- [WHAT IS BEING ASKED]: Would you please set down the lines of the data from the one containing "if src.len() < 2 +" to the final line, exactly and only those?

- [STUDY MATERIAL]:
====

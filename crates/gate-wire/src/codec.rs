//! Client-socket framing: `u16 length; payload` with a 64 KiB cap.

use bytes::{Buf, BufMut, Bytes, BytesMut};
use tokio_util::codec::{Decoder, Encoder};

use crate::datagram::{Datagram, WireError, DATAGRAM_MAX_SIZE};

/// tokio-util codec for the client wire protocol.
///
/// Decoded items are the frame payloads (message type onward); the length
/// prefix is stripped. Encoding prepends the prefix and rejects payloads
/// that cannot fit behind it.
#[derive(Debug, Default)]
pub struct FrameCodec;

impl Decoder for FrameCodec {
    type Item = Bytes;
    type Error = WireError;

    fn decode(&mut self, src: &mut BytesMut) -> Result<Option<Bytes>, WireError> {
        if src.len() < 2 {
            return Ok(None);
        }
        let len = usize::from(u16::from_le_bytes([src[0], src[1]]));
        if src.len() < 2 + len {
            // Wait for the rest of the frame.
            src.reserve(2 + len - src.len());
            return Ok(None);
        }
        src.advance(2);
        Ok(Some(src.split_to(len).freeze()))
    }
}

impl Encoder<Datagram> for FrameCodec {
    type Error = WireError;

    fn encode(&mut self, item: Datagram, dst: &mut BytesMut) -> Result<(), WireError> {
        self.encode(item.freeze(), dst)
    }
}

impl Encoder<Bytes> for FrameCodec {
    type Error = WireError;

    fn encode(&mut self, item: Bytes, dst: &mut BytesMut) -> Result<(), WireError> {
        if item.len() > DATAGRAM_MAX_SIZE {
            return Err(WireError::Oversized(item.len()));
        }
        dst.reserve(2 + item.len());
        dst.put_u16_le(item.len() as u16);
        dst.put_slice(&item);
        Ok(())
    }
}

====

- [COMPLETED EXERCISE]:
        if src.len() < 2 + len {
            // Wait for the rest of the frame.
            src.reserve(2 + len - src.len());
            return Ok(None);
        }
        src.advance(2);
        Ok(Some(src.split_to(len).freeze()))
    }
}

impl Encoder<Datagram> for FrameCodec {
    type Error = WireError;

    fn encode(&mut self, item: Datagram, dst: &mut BytesMut) -> Result<(), WireError> {
        self.encode(item.freeze(), dst)
    }
}

impl Encoder<Bytes> for FrameCodec {
    type Error = WireError;

    fn encode(&mut self, item: Bytes, dst: &mut BytesMut) -> Result<(), WireError> {
        if item.len() > DATAGRAM_MAX_SIZE {
            return Err(WireError::Oversized(item.len()));
        }
        dst.reserve(2 + item.len());
        dst.put_u16_le(item.len() as u16);
        dst.put_slice(&item);
        Ok(())
    }
}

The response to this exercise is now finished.